(Dataset content begins)
//! Checkout State
//!
//! The key-value channel that threads identity, plan selection and
//! transaction outcome across screen transitions. One store instance per
//! flow session; never shared across sessions.
//!
//! Reading an absent key yields `None`, and the typed views turn absence
//! into a `MissingState` error naming the key. Callers must treat absence
//! as a validation failure; nothing here coerces a default.

use std::collections::HashMap;
use std::sync::{Arc, RwLock};

use serde_json::Value;
use uuid::Uuid;

use crate::error::{RechargeError, Result};
use crate::identity::{MobileNumber, SessionIdentity, SessionToken};
use crate::plan::PlanSelection;

/// Keys of the checkout channel.
///
/// Names on the wire-side (`as_str`) keep the original storage-key spelling
/// so logs line up with the backend's field names.
#[derive(Clone, Copy, Debug, PartialEq, Eq, Hash)]
pub enum StateKey {
    MobileNumber,
    SessionToken,
    ContactEmail,
    PlanId,
    PlanName,
    Price,
    DataAllowance,
    Validity,
    Calls,
    Sms,
    Benefits,
    TransactionId,
    TransactionDate,
    PaymentMethod,
    LastTransactionId,
    LastRechargeAt,
}

impl StateKey {
    pub fn as_str(self) -> &'static str {
        match self {
            StateKey::MobileNumber => "mobileNumber",
            StateKey::SessionToken => "sessionToken",
            StateKey::ContactEmail => "contactEmail",
            StateKey::PlanId => "planId",
            StateKey::PlanName => "planName",
            StateKey::Price => "price",
            StateKey::DataAllowance => "data",
            StateKey::Validity => "validity",
            StateKey::Calls => "calls",
            StateKey::Sms => "sms",
            StateKey::Benefits => "benefits",
            StateKey::TransactionId => "transactionId",
            StateKey::TransactionDate => "transactionDate",
            StateKey::PaymentMethod => "paymentMethod",
            StateKey::LastTransactionId => "lastTransactionId",
            StateKey::LastRechargeAt => "lastRechargeAt",
        }
    }

    /// Keys removed by `clear_transient`; identity and last-recharge
    /// bookkeeping survive a reset.
    pub fn is_transient(self) -> bool {
        matches!(
            self,
            StateKey::PlanId
                | StateKey::PlanName
                | StateKey::Price
                | StateKey::DataAllowance
                | StateKey::Validity
                | StateKey::Calls
                | StateKey::Sms
                | StateKey::Benefits
                | StateKey::TransactionId
                | StateKey::TransactionDate
                | StateKey::PaymentMethod
        )
    }

    pub const ALL: [StateKey; 16] = [
        StateKey::MobileNumber,
        StateKey::SessionToken,
        StateKey::ContactEmail,
        StateKey::PlanId,
        StateKey::PlanName,
        StateKey::Price,
        StateKey::DataAllowance,
        StateKey::Validity,
        StateKey::Calls,
        StateKey::Sms,
        StateKey::Benefits,
        StateKey::TransactionId,
        StateKey::TransactionDate,
        StateKey::PaymentMethod,
        StateKey::LastTransactionId,
        StateKey::LastRechargeAt,
    ];
}

impl std::fmt::Display for StateKey {
    fn fmt(&self, f: &mut std::fmt::Formatter<'_>) -> std::fmt::Result {
        write!(f, "{}", self.as_str())
    }
}

/// Storage trait for the checkout channel.
///
/// No operation fails for a missing key; `read` of an absent key is `None`.
pub trait CheckoutStore: Send + Sync {
    /// Write a value under a key, replacing any previous value
    fn write(&self, key: StateKey, value: Value);

    /// Read a value; absent keys yield `None`
    fn read(&self, key: StateKey) -> Option<Value>;

    /// Remove a key; removing an absent key is a no-op
    fn remove(&self, key: StateKey);

    /// Scope identifier, for log correlation
    fn scope(&self) -> Uuid;
}

/// In-memory store; one instance per flow session
pub struct MemoryCheckoutStore {
    scope: Uuid,
    values: RwLock<HashMap<StateKey, Value>>,
}

impl Default for MemoryCheckoutStore {
    fn default() -> Self {
        Self::new()
    }
}

impl MemoryCheckoutStore {
    pub fn new() -> Self {
        Self {
            scope: Uuid::new_v4(),
            values: RwLock::new(HashMap::new()),
        }
    }
}

impl CheckoutStore for MemoryCheckoutStore {
    fn write(&self, key: StateKey, value: Value) {
        let mut values = self.values.write().unwrap();
        tracing::debug!(scope = %self.scope, key = %key, "checkout state write");
        values.insert(key, value);
    }

    fn read(&self, key: StateKey) -> Option<Value> {
        let values = self.values.read().unwrap();
        values.get(&key).cloned()
    }

    fn remove(&self, key: StateKey) {
        let mut values = self.values.write().unwrap();
        values.remove(&key);
    }

    fn scope(&self) -> Uuid {
        self.scope
    }
}

/// Handle over a checkout store with the typed views the screens use
#[derive(Clone)]
pub struct CheckoutState {
    store: Arc<dyn CheckoutStore>,
}

impl Default for CheckoutState {
    fn default() -> Self {
        Self::new()
    }
}

impl CheckoutState {
    /// Create a fresh session-scoped state
    pub fn new() -> Self {
        Self {
            store: Arc::new(MemoryCheckoutStore::new()),
        }
    }

    /// Wrap an existing store
    pub fn with_store(store: Arc<dyn CheckoutStore>) -> Self {
        Self { store }
    }

    pub fn scope(&self) -> Uuid {
        self.store.scope()
    }

    pub fn write(&self, key: StateKey, value: Value) {
        self.store.write(key, value);
    }

    pub fn write_str(&self, key: StateKey, value: &str) {
        self.store.write(key, Value::from(value));
    }

    pub fn read(&self, key: StateKey) -> Option<Value> {
        self.store.read(key)
    }

    /// Read a string value; a present-but-non-string value reads as `None`
    pub fn read_string(&self, key: StateKey) -> Option<String> {
        self.store
            .read(key)
            .and_then(|v| v.as_str().map(str::to_string))
    }

    pub fn remove(&self, key: StateKey) {
        self.store.remove(key);
    }

    /// Remove plan and transaction fields, keeping identity and
    /// last-recharge bookkeeping
    pub fn clear_transient(&self) {
        tracing::debug!(scope = %self.scope(), "clearing transient checkout state");
        for key in StateKey::ALL {
            if key.is_transient() {
                self.store.remove(key);
            }
        }
    }

    /// Remove everything, identity included
    pub fn clear_all(&self) {
        tracing::debug!(scope = %self.scope(), "clearing all checkout state");
        for key in StateKey::ALL {
            self.store.remove(key);
        }
    }

    // ---- typed views -----------------------------------------------------

    /// Store a validated identity (gate success)
    pub fn write_identity(&self, identity: &SessionIdentity) {
        self.write_str(StateKey::MobileNumber, identity.mobile.as_str());
        self.write_str(StateKey::SessionToken, identity.token.as_str());
        if let Some(email) = &identity.contact_email {
            self.write_str(StateKey::ContactEmail, email);
        }
    }

    /// Read the identity back, failing closed on absence or corruption
    pub fn identity(&self) -> Result<SessionIdentity> {
        let mobile = self
            .read_string(StateKey::MobileNumber)
            .ok_or(RechargeError::MissingState { key: StateKey::MobileNumber })?;
        let token = self
            .read_string(StateKey::SessionToken)
            .ok_or(RechargeError::MissingState { key: StateKey::SessionToken })?;
        Ok(SessionIdentity {
            mobile: MobileNumber::parse(&mobile)?,
            token: SessionToken::from_string(token),
            contact_email: self.read_string(StateKey::ContactEmail),
        })
    }

    /// Store an immutable plan selection (catalog success)
    pub fn write_selection(&self, selection: &PlanSelection) {
        self.write(StateKey::PlanId, Value::from(selection.plan_id));
        self.write_str(StateKey::PlanName, &selection.plan_name);
        self.write_str(StateKey::Price, &selection.price);
        self.write_str(StateKey::DataAllowance, &selection.data);
        self.write_str(StateKey::Validity, &selection.validity);
        self.write_str(StateKey::Calls, &selection.calls);
        self.write_str(StateKey::Sms, &selection.sms);
        self.write_str(StateKey::Benefits, &selection.benefits);
    }

    /// Read the plan selection back, failing closed on absence
    pub fn selection(&self) -> Result<PlanSelection> {
        let plan_id = self
            .read(StateKey::PlanId)
            .ok_or(RechargeError::MissingState { key: StateKey::PlanId })?;
        let plan_id = plan_id.as_i64().ok_or_else(|| {
            RechargeError::Validation(format!("Plan id is not numeric: {plan_id}"))
        })?;
        let price = self
            .read_string(StateKey::Price)
            .ok_or(RechargeError::MissingState { key: StateKey::Price })?;
        Ok(PlanSelection {
            plan_id,
            price,
            plan_name: self
                .read_string(StateKey::PlanName)
                .unwrap_or_else(|| "Data Plan".into()),
            data: self.read_string(StateKey::DataAllowance).unwrap_or_default(),
            validity: self.read_string(StateKey::Validity).unwrap_or_default(),
            calls: self.read_string(StateKey::Calls).unwrap_or_default(),
            sms: self.read_string(StateKey::Sms).unwrap_or_default(),
            benefits: self.read_string(StateKey::Benefits).unwrap_or_default(),
        })
    }

    /// Store the outcome of a successful payment submission
    pub fn write_transaction(&self, transaction_id: &str, display_date: &str, method_label: &str) {
        self.write_str(StateKey::TransactionId, transaction_id);
        self.write_str(StateKey::TransactionDate, display_date);
        self.write_str(StateKey::PaymentMethod, method_label);
    }

    /// Read the transaction fields back for the receipt
    pub fn transaction(&self) -> Result<TransactionFields> {
        let read = |key: StateKey| {
            self.read_string(key)
                .ok_or(RechargeError::MissingState { key })
        };
        Ok(TransactionFields {
            transaction_id: read(StateKey::TransactionId)?,
            display_date: read(StateKey::TransactionDate)?,
            method_label: read(StateKey::PaymentMethod)?,
        })
    }

    pub fn contact_email(&self) -> Option<String> {
        self.read_string(StateKey::ContactEmail)
    }

    pub fn set_contact_email(&self, email: &str) {
        self.write_str(StateKey::ContactEmail, email);
    }
}

/// Transaction fields the receipt screen renders
#[derive(Clone, Debug, PartialEq, Eq)]
pub struct TransactionFields {
    pub transaction_id: String,
    pub display_date: String,
    pub method_label: String,
}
(Dataset content ends)
Task prompt - Give back exactly what runs from the first line of the listing above to the line that contains "backend's field names.", keeping both end lines.

Exercise answer -
//! Checkout State
//!
//! The key-value channel that threads identity, plan selection and
//! transaction outcome across screen transitions. One store instance per
//! flow session; never shared across sessions.
//!
//! Reading an absent key yields `None`, and the typed views turn absence
//! into a `MissingState` error naming the key. Callers must treat absence
//! as a validation failure; nothing here coerces a default.

use std::collections::HashMap;
use std::sync::{Arc, RwLock};

use serde_json::Value;
use uuid::Uuid;

use crate::error::{RechargeError, Result};
use crate::identity::{MobileNumber, SessionIdentity, SessionToken};
use crate::plan::PlanSelection;

/// Keys of the checkout channel.
///
/// Names on the wire-side (`as_str`) keep the original storage-key spelling
/// so logs line up with the backend's field names.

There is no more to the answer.